Write out, word for word, every line in the data below from the one containing "and pool setup" to the one containing "pub use query::build_result_set;", both of them included.

┄┄┄┄┄┄┄┄┄┄

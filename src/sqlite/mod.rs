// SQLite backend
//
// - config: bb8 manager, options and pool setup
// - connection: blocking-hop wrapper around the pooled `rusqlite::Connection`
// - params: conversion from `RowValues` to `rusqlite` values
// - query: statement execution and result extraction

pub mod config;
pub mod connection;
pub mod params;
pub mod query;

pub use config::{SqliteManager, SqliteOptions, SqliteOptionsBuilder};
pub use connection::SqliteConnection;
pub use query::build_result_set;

┄┄┄┄┄┄┄┄┄┄

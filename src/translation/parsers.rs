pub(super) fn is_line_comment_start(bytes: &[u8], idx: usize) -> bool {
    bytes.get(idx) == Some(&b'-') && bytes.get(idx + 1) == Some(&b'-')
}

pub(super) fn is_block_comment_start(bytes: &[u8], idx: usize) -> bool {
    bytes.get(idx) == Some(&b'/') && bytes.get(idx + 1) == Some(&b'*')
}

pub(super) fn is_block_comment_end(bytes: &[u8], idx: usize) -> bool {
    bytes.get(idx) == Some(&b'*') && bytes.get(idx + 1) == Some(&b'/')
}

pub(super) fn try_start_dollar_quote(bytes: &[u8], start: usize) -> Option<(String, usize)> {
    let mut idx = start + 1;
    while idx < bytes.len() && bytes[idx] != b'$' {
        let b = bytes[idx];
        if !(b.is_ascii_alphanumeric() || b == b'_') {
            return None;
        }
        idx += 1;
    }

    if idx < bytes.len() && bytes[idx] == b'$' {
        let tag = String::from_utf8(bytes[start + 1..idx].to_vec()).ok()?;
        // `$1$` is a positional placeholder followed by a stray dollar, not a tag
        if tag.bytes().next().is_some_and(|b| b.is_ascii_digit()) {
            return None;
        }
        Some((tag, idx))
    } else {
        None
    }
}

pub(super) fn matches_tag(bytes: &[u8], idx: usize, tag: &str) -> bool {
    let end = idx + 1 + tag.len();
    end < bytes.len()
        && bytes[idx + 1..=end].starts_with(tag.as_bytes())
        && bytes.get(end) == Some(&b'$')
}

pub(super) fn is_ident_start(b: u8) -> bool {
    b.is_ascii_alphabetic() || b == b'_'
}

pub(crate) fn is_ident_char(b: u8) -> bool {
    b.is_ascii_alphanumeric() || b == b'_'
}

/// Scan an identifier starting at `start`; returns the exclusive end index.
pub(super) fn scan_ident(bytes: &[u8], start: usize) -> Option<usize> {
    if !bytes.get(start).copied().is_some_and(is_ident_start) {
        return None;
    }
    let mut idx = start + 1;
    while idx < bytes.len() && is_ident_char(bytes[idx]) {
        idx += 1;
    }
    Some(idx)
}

┄┄┄┄┄┄┄┄┄┄

WRITTEN ANSWER:
// - config: bb8 manager, options and pool setup
// - connection: blocking-hop wrapper around the pooled `rusqlite::Connection`
// - params: conversion from `RowValues` to `rusqlite` values
// - query: statement execution and result extraction

pub mod config;
pub mod connection;
pub mod params;
pub mod query;

pub use config::{SqliteManager, SqliteOptions, SqliteOptionsBuilder};
pub use connection::SqliteConnection;
pub use query::build_result_set;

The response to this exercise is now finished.